Graffiti clean-up crew threatened 16 October 2006
By CRAIG JEFFREYOne suburb in Hawera is too dangerous for community corrections workers to remove graffiti.
Contractor Murray Sulzberger refused to allow his small team to enter a state housing area in Ramanui following a threat to shoot one of the workers if they touched a tagged iron fence.
"When I went to get my crew, one of them said he'd been warned by another community service worker (formerly known as PD workers) not to touch the fence, or his missus would shoot him," he said.
The 200-metre iron fence is tagged along its length with gang insignia and graffiti.
For safety reasons, Mr Sulzburger did not allow his workers to go to the area and, in future, would not wash graffiti off fences there.
Graffiti along Fairfield Rd is out of control, with nearly half of all fences up to Manawapou Rd being vandalised.
One house, which was recently moved onto a section and redecorated, had a brand new wooden fence covered in spray paint graffiti within a month of being built.
The South Taranaki District Council has doubled its graffiti removal budget for this financial year to $40,000.
A zero-tolerance policy and a proactive approach will see the council treat graffiti as vandalism.

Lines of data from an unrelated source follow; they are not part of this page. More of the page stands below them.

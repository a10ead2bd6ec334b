pub mod access;
pub mod config;
pub mod database;
pub mod executor;
pub mod expression;
pub mod index;
pub mod planner;
pub mod storage;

"But the council cannot do it alone," community services manager Jan
Martin said.
At a meeting held at Ngati Ruanui Iwi's offices on Wednesday, representatives from police, Black Power, Child, Youth and Family and Maori wardens unanimously agreed to enter a partnership with the council and develop a strategy to solve the problem.
The representatives agreed a modified crimebusters diversion scheme, such as that which operates in Porirua, could work in Hawera.
The scheme had been developed to make youths under 17 accountable for their criminal offending.
It targets first and second-time offenders, who are put to work cleaning up the mess and are in full view of the public on weekends.